Con la desaparición física de Monseñor Francisco José Arnáiz, S, J, termina una generación de sacerdotes jesuitas que sin abandonar su vida religiosa se dedicaron a dar educación y orientación a los trabajadores del campo y la ciudad en la República Dominicana, entre ellos estaban Carlos Benavides, José Llorente, Fernando Arango, Francisco Guzmán, entre otros, a quienes luego se unión el Padre Alemán.

Un grupo de sacerdotes que fueron expulsados de Cuba, después del triunfo de la revolución de Fidel Castro, se radicaron en la República Dominicana, a principios de la década del 60, y encontraron en la Confederación Autónoma de Sindicatos Cristianos (CASC), y la Federación Dominicana de Ligas Agrarias (FEDELAC), dos organizaciones con bases en todo el país, y ellos se entregaron dar sus conocimientos ideológicos para la formación de trabajadores, sin tener ellos un protagonismo, sino dejando eso a los líderes sindicales cristianos.

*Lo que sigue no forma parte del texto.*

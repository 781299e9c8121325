//! Responses produced by the gateway itself.
//!
//! # Design Decisions
//! - Denials are a bare 403: no body, no extra headers, no reason
//! - Upstream failures map to 502

use axum::{
    body::Body,
    http::StatusCode,
    response::{IntoResponse, Response},
};

/// Empty `403 Forbidden`.
pub fn forbidden() -> Response {
    let mut response = Response::new(Body::empty());
    *response.status_mut() = StatusCode::FORBIDDEN;
    response
}

/// `502 Bad Gateway` for an unreachable or failing upstream.
pub fn bad_gateway() -> Response {
    (StatusCode::BAD_GATEWAY, "Upstream request failed").into_response()
}
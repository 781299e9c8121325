//! Header block and whitelist evaluation.
//!
//! # Responsibilities
//! - Decide whether a single block rule matches a header
//! - Decide whether a blocked header is carved out by a whitelist rule
//! - Find the first header of a request that stays blocked
//!
//! # Design Decisions
//! - Each header's fate depends only on its own name and values
//! - A rule with both patterns gates on both; a failed name never falls
//!   through to a value-only check
//! - Names are matched in canonical form (`X-Custom-Header`)
//! - `Host` is request routing, not a header rules can target

use std::borrow::Cow;

use axum::http::{header, HeaderMap, HeaderName};

use crate::filter::rules::{Rule, RuleSet};

/// Whether `rule` blocks the header `name` carrying `values`.
pub fn should_block<V: AsRef<str>>(name: &str, values: &[V], rule: &Rule) -> bool {
    let name_match = rule.name_matches(name);

    match rule.value_pattern() {
        None => name_match,
        Some(_) if name_match || rule.name_pattern().is_none() => rule.any_value_matches(values),
        Some(_) => false,
    }
}

/// Whether some whitelist rule lets the header `name` through.
pub fn is_whitelisted<V: AsRef<str>>(name: &str, values: &[V], whitelist: &RuleSet) -> bool {
    whitelist.iter().any(|rule| {
        if !rule.name_applies(name) {
            return false;
        }
        match rule.value_pattern() {
            None => true,
            Some(_) => rule.any_value_matches(values),
        }
    })
}

/// Outcome of scanning one request's headers.
#[derive(Debug, Clone, PartialEq, Eq, Default)]
pub struct HeaderScan {
    /// First header that matched a block rule and no whitelist rule.
    pub blocked: Option<String>,
    /// Headers that matched a block rule but were whitelisted, in scan order.
    pub whitelisted: Vec<String>,
}

/// Check every header against every block rule, stopping at the first
/// header that is blocked and not whitelisted.
pub fn scan(headers: &HeaderMap, block: &RuleSet, whitelist: &RuleSet) -> HeaderScan {
    let mut result = HeaderScan::default();
    if block.is_empty() {
        return result;
    }

    for key in headers.keys() {
        if *key == header::HOST {
            continue;
        }
        let name = canonical_name(key);
        let values = header_values(headers, key);

        for rule in block {
            if !should_block(&name, &values, rule) {
                continue;
            }
            if is_whitelisted(&name, &values, whitelist) {
                result.whitelisted.push(name.clone());
                continue;
            }
            result.blocked = Some(name);
            return result;
        }
    }

    result
}

/// All values of one header, in order, as text.
fn header_values<'a>(headers: &'a HeaderMap, key: &HeaderName) -> Vec<Cow<'a, str>> {
    headers
        .get_all(key)
        .iter()
        .map(|v| match v.to_str() {
            Ok(s) => Cow::Borrowed(s),
            Err(_) => String::from_utf8_lossy(v.as_bytes()),
        })
        .collect()
}

/// Canonical MIME form of a header name: first letter and every letter
/// after a hyphen upper-cased, the rest lower-cased.
pub fn canonical_name(name: &HeaderName) -> String {
    let mut out = String::with_capacity(name.as_str().len());
    let mut upper = true;

    for c in name.as_str().chars() {
        if upper {
            out.push(c.to_ascii_uppercase());
        } else {
            out.push(c.to_ascii_lowercase());
        }
        upper = c == '-';
    }

    out
}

Cuando dirigentes de la CASC nos encontramos con el grupo de jesuitas, entre ellos el Padre Arnaiz, en 1962, quién sirvió de enlace fue Emilio Máspero, en esa época Secretario Ejecutivo para el Caribe de la Confederación Latino Americana de Sindicalistas Cristianos (CLASC), que había estado el Día Internacional del Trabajo (1ro de mayo de 1959), en La Habana, Cuba, y tuvo el primer contacto con Arnáiz, ellos conservaron muy buena amistad y relaciones personales.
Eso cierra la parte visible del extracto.